*** Stored data Section Begins ***

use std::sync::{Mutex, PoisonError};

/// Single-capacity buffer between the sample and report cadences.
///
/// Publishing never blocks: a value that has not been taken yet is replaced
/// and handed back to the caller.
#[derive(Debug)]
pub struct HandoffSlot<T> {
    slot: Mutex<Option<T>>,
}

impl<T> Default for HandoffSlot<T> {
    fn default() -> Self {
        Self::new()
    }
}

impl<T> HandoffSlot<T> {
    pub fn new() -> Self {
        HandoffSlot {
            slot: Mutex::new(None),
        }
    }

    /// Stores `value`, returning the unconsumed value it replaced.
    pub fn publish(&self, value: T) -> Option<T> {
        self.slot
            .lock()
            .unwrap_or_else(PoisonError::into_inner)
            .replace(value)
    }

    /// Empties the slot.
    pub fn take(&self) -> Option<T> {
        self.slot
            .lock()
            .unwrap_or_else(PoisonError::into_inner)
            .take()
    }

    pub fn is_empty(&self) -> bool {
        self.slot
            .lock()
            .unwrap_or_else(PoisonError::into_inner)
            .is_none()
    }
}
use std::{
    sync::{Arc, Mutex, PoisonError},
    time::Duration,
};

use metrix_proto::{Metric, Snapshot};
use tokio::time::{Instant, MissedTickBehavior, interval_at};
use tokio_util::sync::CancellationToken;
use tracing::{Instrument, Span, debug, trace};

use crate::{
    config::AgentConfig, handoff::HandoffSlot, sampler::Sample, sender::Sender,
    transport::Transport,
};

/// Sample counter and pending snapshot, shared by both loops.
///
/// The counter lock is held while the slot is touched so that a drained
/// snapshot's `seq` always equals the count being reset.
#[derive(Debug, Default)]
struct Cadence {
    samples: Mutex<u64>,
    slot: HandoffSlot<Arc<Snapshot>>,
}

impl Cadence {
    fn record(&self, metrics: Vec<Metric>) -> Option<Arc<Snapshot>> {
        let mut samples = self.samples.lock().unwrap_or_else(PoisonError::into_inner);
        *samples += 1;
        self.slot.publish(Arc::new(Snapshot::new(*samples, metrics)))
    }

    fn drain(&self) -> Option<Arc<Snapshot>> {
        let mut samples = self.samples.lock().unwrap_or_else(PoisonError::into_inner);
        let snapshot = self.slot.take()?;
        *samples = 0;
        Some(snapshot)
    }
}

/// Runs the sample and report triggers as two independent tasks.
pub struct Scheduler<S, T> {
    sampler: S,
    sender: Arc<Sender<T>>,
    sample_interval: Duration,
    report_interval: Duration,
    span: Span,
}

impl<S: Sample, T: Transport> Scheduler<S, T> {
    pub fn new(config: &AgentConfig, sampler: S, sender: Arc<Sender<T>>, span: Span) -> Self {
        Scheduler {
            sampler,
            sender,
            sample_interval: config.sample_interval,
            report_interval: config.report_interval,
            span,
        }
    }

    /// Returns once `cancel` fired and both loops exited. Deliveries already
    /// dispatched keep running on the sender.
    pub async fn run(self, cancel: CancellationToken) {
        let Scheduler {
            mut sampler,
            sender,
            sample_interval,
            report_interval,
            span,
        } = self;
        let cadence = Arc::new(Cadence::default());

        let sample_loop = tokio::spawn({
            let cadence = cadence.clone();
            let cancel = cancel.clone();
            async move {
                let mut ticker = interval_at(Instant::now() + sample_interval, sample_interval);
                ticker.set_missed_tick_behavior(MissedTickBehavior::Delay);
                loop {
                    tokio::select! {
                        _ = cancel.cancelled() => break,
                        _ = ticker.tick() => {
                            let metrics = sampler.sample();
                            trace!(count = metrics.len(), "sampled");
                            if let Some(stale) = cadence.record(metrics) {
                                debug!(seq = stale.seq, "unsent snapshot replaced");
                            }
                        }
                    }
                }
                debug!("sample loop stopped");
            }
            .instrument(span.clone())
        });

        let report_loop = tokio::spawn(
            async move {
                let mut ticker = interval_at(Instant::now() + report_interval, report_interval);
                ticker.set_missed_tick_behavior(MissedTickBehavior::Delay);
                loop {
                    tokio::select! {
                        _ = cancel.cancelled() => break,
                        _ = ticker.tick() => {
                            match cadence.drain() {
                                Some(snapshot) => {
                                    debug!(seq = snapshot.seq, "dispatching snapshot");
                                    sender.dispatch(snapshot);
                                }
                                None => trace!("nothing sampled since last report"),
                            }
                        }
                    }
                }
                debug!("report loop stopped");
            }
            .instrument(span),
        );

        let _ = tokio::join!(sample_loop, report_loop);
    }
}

*** Stored data Section Ends ***

**Work required:**
Restate each entry exactly, skipping none.

**Output for this exercise:**
use std::sync::{Mutex, PoisonError};

/// Single-capacity buffer between the sample and report cadences.
///
/// Publishing never blocks: a value that has not been taken yet is replaced
/// and handed back to the caller.
#[derive(Debug)]
pub struct HandoffSlot<T> {
    slot: Mutex<Option<T>>,
}

impl<T> Default for HandoffSlot<T> {
    fn default() -> Self {
        Self::new()
    }
}

impl<T> HandoffSlot<T> {
    pub fn new() -> Self {
        HandoffSlot {
            slot: Mutex::new(None),
        }
    }

    /// Stores `value`, returning the unconsumed value it replaced.
    pub fn publish(&self, value: T) -> Option<T> {
        self.slot
            .lock()
            .unwrap_or_else(PoisonError::into_inner)
            .replace(value)
    }

    /// Empties the slot.
    pub fn take(&self) -> Option<T> {
        self.slot
            .lock()
            .unwrap_or_else(PoisonError::into_inner)
            .take()
    }

    pub fn is_empty(&self) -> bool {
        self.slot
            .lock()
            .unwrap_or_else(PoisonError::into_inner)
            .is_none()
    }
}
use std::{
    sync::{Arc, Mutex, PoisonError},
    time::Duration,
};

use metrix_proto::{Metric, Snapshot};
use tokio::time::{Instant, MissedTickBehavior, interval_at};
use tokio_util::sync::CancellationToken;
use tracing::{Instrument, Span, debug, trace};

use crate::{
    config::AgentConfig, handoff::HandoffSlot, sampler::Sample, sender::Sender,
    transport::Transport,
};

/// Sample counter and pending snapshot, shared by both loops.
///
/// The counter lock is held while the slot is touched so that a drained
/// snapshot's `seq` always equals the count being reset.
#[derive(Debug, Default)]
struct Cadence {
    samples: Mutex<u64>,
    slot: HandoffSlot<Arc<Snapshot>>,
}

impl Cadence {
    fn record(&self, metrics: Vec<Metric>) -> Option<Arc<Snapshot>> {
        let mut samples = self.samples.lock().unwrap_or_else(PoisonError::into_inner);
        *samples += 1;
        self.slot.publish(Arc::new(Snapshot::new(*samples, metrics)))
    }

    fn drain(&self) -> Option<Arc<Snapshot>> {
        let mut samples = self.samples.lock().unwrap_or_else(PoisonError::into_inner);
        let snapshot = self.slot.take()?;
        *samples = 0;
        Some(snapshot)
    }
}

/// Runs the sample and report triggers as two independent tasks.
pub struct Scheduler<S, T> {
    sampler: S,
    sender: Arc<Sender<T>>,
    sample_interval: Duration,
    report_interval: Duration,
    span: Span,
}

impl<S: Sample, T: Transport> Scheduler<S, T> {
    pub fn new(config: &AgentConfig, sampler: S, sender: Arc<Sender<T>>, span: Span) -> Self {
        Scheduler {
            sampler,
            sender,
            sample_interval: config.sample_interval,
            report_interval: config.report_interval,
            span,
        }
    }

    /// Returns once `cancel` fired and both loops exited. Deliveries already
    /// dispatched keep running on the sender.
    pub async fn run(self, cancel: CancellationToken) {
        let Scheduler {
            mut sampler,
            sender,
            sample_interval,
            report_interval,
            span,
        } = self;
        let cadence = Arc::new(Cadence::default());

        let sample_loop = tokio::spawn({
            let cadence = cadence.clone();
            let cancel = cancel.clone();
            async move {
                let mut ticker = interval_at(Instant::now() + sample_interval, sample_interval);
                ticker.set_missed_tick_behavior(MissedTickBehavior::Delay);
                loop {
                    tokio::select! {
                        _ = cancel.cancelled() => break,
                        _ = ticker.tick() => {
                            let metrics = sampler.sample();
                            trace!(count = metrics.len(), "sampled");
                            if let Some(stale) = cadence.record(metrics) {
                                debug!(seq = stale.seq, "unsent snapshot replaced");
                            }
                        }
                    }
                }
                debug!("sample loop stopped");
            }
            .instrument(span.clone())
        });

        let report_loop = tokio::spawn(
            async move {
                let mut ticker = interval_at(Instant::now() + report_interval, report_interval);
                ticker.set_missed_tick_behavior(MissedTickBehavior::Delay);
                loop {
                    tokio::select! {
                        _ = cancel.cancelled() => break,
                        _ = ticker.tick() => {
                            match cadence.drain() {
                                Some(snapshot) => {
                                    debug!(seq = snapshot.seq, "dispatching snapshot");
                                    sender.dispatch(snapshot);
                                }
                                None => trace!("nothing sampled since last report"),
                            }
                        }
                    }
                }
                debug!("report loop stopped");
            }
            .instrument(span),
        );

        let _ = tokio::join!(sample_loop, report_loop);
    }
}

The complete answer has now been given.